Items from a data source

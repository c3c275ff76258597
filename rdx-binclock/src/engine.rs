//! The engine that keeps a set of displays up to date.

use crate::config::BinclockConfig;
use crate::error::Result;
use crate::events::ClockEvent;
use crate::registry::{DisplayId, DisplayRegistry, Renderer};
use crate::state::{BinaryClock, ClockState};
use crate::time::{ClockSource, SystemClock};
use std::future::Future;
use std::sync::Arc;
use std::time::Duration;
use tokio::sync::{broadcast, Mutex};
use tokio::time::{Instant, MissedTickBehavior};
use tracing::{error, info, trace};

const EVENT_CAPACITY: usize = 64;

/// Drives a `DisplayRegistry` from a clock source.
///
/// The engine is a cheap handle over shared state: clone it to add or remove
/// displays from one task while another runs the loop.
pub struct ClockEngine<C = SystemClock> {
    interval: Duration,
    clock: Arc<BinaryClock<C>>,
    registry: Arc<Mutex<DisplayRegistry>>,
    event_sender: broadcast::Sender<ClockEvent>,
}

impl<C> Clone for ClockEngine<C> {
    fn clone(&self) -> Self {
        Self {
            interval: self.interval,
            clock: self.clock.clone(),
            registry: self.registry.clone(),
            event_sender: self.event_sender.clone(),
        }
    }
}

impl ClockEngine<SystemClock> {
    /// Creates an engine reading the local wall clock.
    pub fn new(config: &BinclockConfig) -> Self {
        Self::with_clock(config, SystemClock::new())
    }
}

impl<C> ClockEngine<C>
where
    C: ClockSource + Send + Sync + 'static,
{
    pub fn with_clock(config: &BinclockConfig, source: C) -> Self {
        let (event_sender, _) = broadcast::channel(EVENT_CAPACITY);
        Self {
            interval: config.interval(),
            clock: Arc::new(BinaryClock::new(source)),
            registry: Arc::new(Mutex::new(DisplayRegistry::with_capacity(config.capacity))),
            event_sender,
        }
    }

    /// The decomposer this engine reads from.
    pub fn clock(&self) -> &BinaryClock<C> {
        &self.clock
    }

    /// Registers a display. It is drawn on every tick from now on.
    pub async fn add_display(&self, renderer: impl Renderer + 'static) -> Result<DisplayId> {
        self.add_boxed_display(Box::new(renderer)).await
    }

    pub async fn add_boxed_display(&self, renderer: Box<dyn Renderer>) -> Result<DisplayId> {
        let id = self.registry.lock().await.register_boxed(renderer)?;
        self.event_sender
            .send(ClockEvent::DisplayAdded { id })
            .ok();
        Ok(id)
    }

    /// Removes a display.
    pub async fn remove_display(&self, id: DisplayId) -> Result<()> {
        self.registry.lock().await.unregister(id)?;
        self.event_sender
            .send(ClockEvent::DisplayRemoved { id })
            .ok();
        Ok(())
    }

    /// Ids of the registered displays, in draw order.
    pub async fn display_ids(&self) -> Vec<DisplayId> {
        self.registry.lock().await.ids()
    }

    /// Draws `state` on every display without consulting the clock.
    pub async fn dispatch_state(&self, state: &ClockState) -> usize {
        let displays = self.registry.lock().await.dispatch(state);
        self.event_sender
            .send(ClockEvent::Tick {
                state: *state,
                displays,
            })
            .ok();
        displays
    }

    /// Reads the clock once and draws the result on every display.
    pub async fn tick(&self) -> Result<usize> {
        match self.clock.current_state() {
            Ok(state) => Ok(self.dispatch_state(&state).await),
            Err(reason) => {
                self.event_sender
                    .send(ClockEvent::TickFailed {
                        reason: reason.clone(),
                    })
                    .ok();
                Err(reason)
            }
        }
    }

    /// Ticks once per interval until `shutdown` resolves.
    pub async fn run_until<F: Future>(&self, shutdown: F) {
        info!("ClockEngine starting up...");
        let mut ticker = tokio::time::interval(self.interval);
        ticker.set_missed_tick_behavior(MissedTickBehavior::Skip);
        self.event_sender
            .send(ClockEvent::EngineStarted {
                timestamp: Instant::now(),
            })
            .ok();

        tokio::pin!(shutdown);
        loop {
            tokio::select! {
                biased;
                _ = &mut shutdown => break,
                _ = ticker.tick() => {
                    match self.tick().await {
                        Ok(displays) => trace!("Tick drew {} display(s).", displays),
                        Err(e) => error!("Tick failed: {}", e),
                    }
                }
            }
        }

        self.event_sender.send(ClockEvent::EngineShutdown).ok();
        info!("ClockEngine has shut down.");
    }

    /// Runs until Ctrl+C.
    pub async fn run(&self) -> anyhow::Result<()> {
        self.run_with(std::future::pending::<()>()).await
    }

    /// Runs until Ctrl+C or until `stop` resolves, whichever comes first.
    pub async fn run_with<F: Future>(&self, stop: F) -> anyhow::Result<()> {
        info!(
            "Engine running every {:?}. Press Ctrl+C to shut down.",
            self.interval
        );
        let mut signal_error = None;
        self.run_until(async {
            tokio::select! {
                result = tokio::signal::ctrl_c() => {
                    if let Err(e) = result {
                        signal_error = Some(e);
                    }
                }
                _ = stop => info!("Stop requested."),
            }
        })
        .await;

        match signal_error {
            Some(e) => Err(e.into()),
            None => Ok(()),
        }
    }

    /// Subscribes to engine events.
    pub fn subscribe_events(&self) -> broadcast::Receiver<ClockEvent> {
        self.event_sender.subscribe()
    }
}

#[cfg(test)]
mod tests {
    use super::*;
    use crate::error::ClockError;
    use crate::render::{JsonRenderer, PipeWatch};
    use crate::time::{FixedClock, TimeComponents};
    use std::io::{self, Write};
    use std::sync::atomic::{AtomicUsize, Ordering};
    use tokio::sync::Notify;

    fn fixed_engine(capacity: usize) -> ClockEngine<FixedClock> {
        let config = BinclockConfig {
            capacity,
            ..Default::default()
        };
        ClockEngine::with_clock(
            &config,
            FixedClock::new(TimeComponents::new(14, 30, 45), 1_700_000_000),
        )
    }

    #[tokio::test]
    async fn test_add_and_remove_emit_events() {
        let engine = fixed_engine(4);
        let mut events = engine.subscribe_events();

        let id = engine.add_display(|_: &ClockState| {}).await.unwrap();
        assert!(matches!(
            events.recv().await.unwrap(),
            ClockEvent::DisplayAdded { id: added } if added == id
        ));

        engine.remove_display(id).await.unwrap();
        assert!(matches!(
            events.recv().await.unwrap(),
            ClockEvent::DisplayRemoved { id: removed } if removed == id
        ));

        assert_eq!(
            engine.remove_display(id).await,
            Err(ClockError::UnknownDisplay(id))
        );
    }

    #[tokio::test]
    async fn test_tick_draws_every_display() {
        let engine = fixed_engine(4);
        let calls = Arc::new(AtomicUsize::new(0));
        for _ in 0..3 {
            let calls = calls.clone();
            engine
                .add_display(move |state: &ClockState| {
                    assert_eq!(state.time_string(), "14:30:45");
                    calls.fetch_add(1, Ordering::Relaxed);
                })
                .await
                .unwrap();
        }

        let mut events = engine.subscribe_events();
        assert_eq!(engine.tick().await, Ok(3));
        assert_eq!(calls.load(Ordering::Relaxed), 3);
        assert!(matches!(
            events.recv().await.unwrap(),
            ClockEvent::Tick { displays: 3, .. }
        ));
    }

    #[tokio::test]
    async fn test_capacity_comes_from_config() {
        let engine = fixed_engine(1);
        engine.add_display(|_: &ClockState| {}).await.unwrap();
        assert!(matches!(
            engine.add_display(|_: &ClockState| {}).await,
            Err(ClockError::RegistryFull { capacity: 1 })
        ));
    }

    #[tokio::test(start_paused = true)]
    async fn test_run_until_ticks_each_interval() {
        let engine = fixed_engine(4);
        let calls = Arc::new(AtomicUsize::new(0));
        let counter = calls.clone();
        engine
            .add_display(move |_: &ClockState| {
                counter.fetch_add(1, Ordering::Relaxed);
            })
            .await
            .unwrap();

        let mut events = engine.subscribe_events();
        engine
            .run_until(tokio::time::sleep(Duration::from_millis(3500)))
            .await;

        // Ticks at 0s, 1s, 2s and 3s.
        assert_eq!(calls.load(Ordering::Relaxed), 4);

        let mut seen = Vec::new();
        while let Ok(event) = events.try_recv() {
            seen.push(event);
        }
        assert_eq!(seen.len(), 6);
        assert!(matches!(seen[0], ClockEvent::EngineStarted { .. }));
        assert!(seen[1..5]
            .iter()
            .all(|event| matches!(event, ClockEvent::Tick { displays: 1, .. })));
        assert!(matches!(seen[5], ClockEvent::EngineShutdown));
    }

    struct HungUp;

    impl Write for HungUp {
        fn write(&mut self, _buf: &[u8]) -> io::Result<usize> {
            Err(io::Error::from(io::ErrorKind::BrokenPipe))
        }

        fn flush(&mut self) -> io::Result<()> {
            Ok(())
        }
    }

    #[tokio::test(start_paused = true)]
    async fn test_run_with_stops_when_output_closes() {
        let engine = fixed_engine(4);
        let calls = Arc::new(AtomicUsize::new(0));
        let counter = calls.clone();
        engine
            .add_display(move |_: &ClockState| {
                counter.fetch_add(1, Ordering::Relaxed);
            })
            .await
            .unwrap();

        let closed = Arc::new(Notify::new());
        engine
            .add_display(JsonRenderer::new(PipeWatch::new(HungUp, closed.clone())))
            .await
            .unwrap();

        engine.run_with(closed.notified()).await.unwrap();
        assert_eq!(calls.load(Ordering::Relaxed), 1);
    }
}
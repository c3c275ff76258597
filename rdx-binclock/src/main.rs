use anyhow::{Context, Result};
use binclock::prelude::*;
use binclock::{CLOCK_NAME, VERSION};
use clap::Parser;
use std::io::{self, Write};
use std::path::PathBuf;
use std::process::ExitCode;
use std::sync::Arc;
use tokio::sync::Notify;
use tracing::{debug, error, info};
use tracing_subscriber::EnvFilter;

/// Prints the time as a binary clock.
#[derive(Parser, Debug)]
#[command(name = "binclock")]
#[command(version, about, long_about = None)]
struct Cli {
    /// Display mode
    #[arg(long, value_enum)]
    display: Option<DisplayMode>,

    /// Run continuously (default: single output)
    #[arg(long = "loop")]
    run_loop: bool,

    /// Milliseconds between redraws in loop mode
    #[arg(long)]
    interval_ms: Option<u64>,

    /// Path to a configuration file (default: ./binclock.toml if present)
    #[arg(short, long)]
    config: Option<PathBuf>,

    /// Log level (trace, debug, info, warn, error)
    #[arg(long)]
    log_level: Option<String>,
}

impl Cli {
    /// Applies command-line overrides on top of the loaded configuration.
    fn apply(&self, config: &mut BinclockConfig) {
        if let Some(display) = self.display {
            config.display = display;
        }
        if self.run_loop {
            config.run_loop = true;
        }
        if let Some(interval_ms) = self.interval_ms {
            config.interval_ms = interval_ms;
        }
        if let Some(log_level) = &self.log_level {
            config.log_level = log_level.clone();
        }
    }
}

fn main() -> ExitCode {
    let cli = match Cli::try_parse() {
        Ok(cli) => cli,
        Err(e) => {
            // --help and --version are reported as "errors" that go to stdout.
            let code = if e.use_stderr() { 1 } else { 0 };
            e.print().ok();
            return ExitCode::from(code);
        }
    };

    match run(cli) {
        Ok(()) => ExitCode::SUCCESS,
        Err(e) => {
            eprintln!("Error: {e:#}");
            ExitCode::from(1)
        }
    }
}

fn run(cli: Cli) -> Result<()> {
    let mut config = BinclockConfig::load(cli.config.as_deref())
        .context("Failed to load configuration")?;
    cli.apply(&mut config);
    config.validate().context("Invalid configuration")?;

    // Logs go to stderr so that stdout stays clean for JSON consumers.
    let filter = EnvFilter::try_from_default_env()
        .or_else(|_| EnvFilter::try_new(&config.log_level))
        .unwrap_or_else(|_| EnvFilter::new("warn"));
    tracing_subscriber::fmt()
        .with_env_filter(filter)
        .with_target(false)
        .with_writer(io::stderr)
        .init();

    if config.run_loop {
        run_loop(&config)
    } else {
        run_once(&config, &BinaryClock::system(), io::stdout())
    }
}

fn run_once<C: ClockSource, W: Write + Send + 'static>(
    config: &BinclockConfig,
    clock: &BinaryClock<C>,
    out: W,
) -> Result<()> {
    let state = clock.current_state().map_err(|e| {
        debug!("Clock read failed: {}", e);
        anyhow::anyhow!("Failed to get current time")
    })?;
    config.display.renderer(out).render(&state);
    Ok(())
}

fn run_loop(config: &BinclockConfig) -> Result<()> {
    let runtime = tokio::runtime::Builder::new_current_thread()
        .enable_all()
        .build()
        .context("Failed to build tokio runtime")?;

    runtime.block_on(async {
        let mut stdout = io::stdout();
        writeln!(stdout, "🌚🌝 {} v{} 🌝🌚", CLOCK_NAME, VERSION)
            .and_then(|_| writeln!(stdout, "Press Ctrl+C to exit\n"))
            .context("Failed to write to stdout")?;

        // Closing the reading end of a pipe stops the loop.
        let closed = Arc::new(Notify::new());
        let watched = || PipeWatch::new(io::stdout(), closed.clone());

        let engine = ClockEngine::new(config);
        if config.clears_screen() {
            engine
                .add_display(ClearScreen::new(watched()))
                .await
                .context("Failed to register display function")?;
        }
        let id = engine
            .add_boxed_display(config.display.renderer(watched()))
            .await
            .context("Failed to register display function")?;
        info!("Registered {} display {}", config.display, id);

        let result = engine.run_with(closed.notified()).await;
        if let Err(e) = writeln!(stdout, "\n\nBinary clock stopped.") {
            debug!("Could not print the stop message: {}", e);
        }
        if let Err(e) = &result {
            error!("Engine stopped with an error: {}", e);
        }
        result
    })
}

#[cfg(test)]
mod tests {
    use super::*;
    use binclock::error::ClockError;
    use binclock::time::TimeReading;

    fn parse(args: &[&str]) -> Cli {
        Cli::try_parse_from(std::iter::once("binclock").chain(args.iter().copied())).unwrap()
    }

    #[test]
    fn test_flags_override_config() {
        let mut config = BinclockConfig {
            display: DisplayMode::Json,
            interval_ms: 250,
            log_level: "info".to_string(),
            ..Default::default()
        };
        parse(&[
            "--display",
            "compact",
            "--loop",
            "--interval-ms",
            "40",
            "--log-level",
            "debug",
        ])
        .apply(&mut config);

        assert_eq!(config.display, DisplayMode::Compact);
        assert!(config.run_loop);
        assert_eq!(config.interval_ms, 40);
        assert_eq!(config.log_level, "debug");
    }

    #[test]
    fn test_unset_flags_keep_config() {
        let mut config = BinclockConfig {
            display: DisplayMode::Raw,
            run_loop: true,
            interval_ms: 250,
            log_level: "info".to_string(),
            ..Default::default()
        };
        let expected = config.clone();
        parse(&[]).apply(&mut config);
        assert_eq!(config, expected);
    }

    #[test]
    fn test_bad_arguments_are_rejected() {
        let cli = |args: &[&str]| {
            Cli::try_parse_from(std::iter::once("binclock").chain(args.iter().copied()))
        };
        assert!(cli(&["--display", "sundial"]).is_err());
        assert!(cli(&["--interval-ms", "soon"]).is_err());
        assert!(cli(&["--frobnicate"]).is_err());
    }

    #[test]
    fn test_clock_failure_message() {
        struct BrokenClock;
        impl ClockSource for BrokenClock {
            fn now(&self) -> Result<TimeReading, ClockError> {
                Err(ClockError::SystemTime("unplugged".to_string()))
            }
        }

        let err = run_once(
            &BinclockConfig::default(),
            &BinaryClock::new(BrokenClock),
            Vec::new(),
        )
        .unwrap_err();
        assert_eq!(format!("Error: {err:#}"), "Error: Failed to get current time");
    }

    #[test]
    fn test_run_once_renders_selected_display() {
        let clock = BinaryClock::new(FixedClock::new(TimeComponents::new(14, 30, 45), 1));
        let config = BinclockConfig {
            display: DisplayMode::Compact,
            ..Default::default()
        };
        assert!(run_once(&config, &clock, Vec::new()).is_ok());
    }
}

▶ INSTRUCTIONS TO FOLLOW
Each line that includes the string "ticker" should be copied from the data.

▶ ANSWER TO THE PROBLEM
        let mut ticker = tokio::time::interval(self.interval);
        ticker.set_missed_tick_behavior(MissedTickBehavior::Skip);
                _ = ticker.tick() => {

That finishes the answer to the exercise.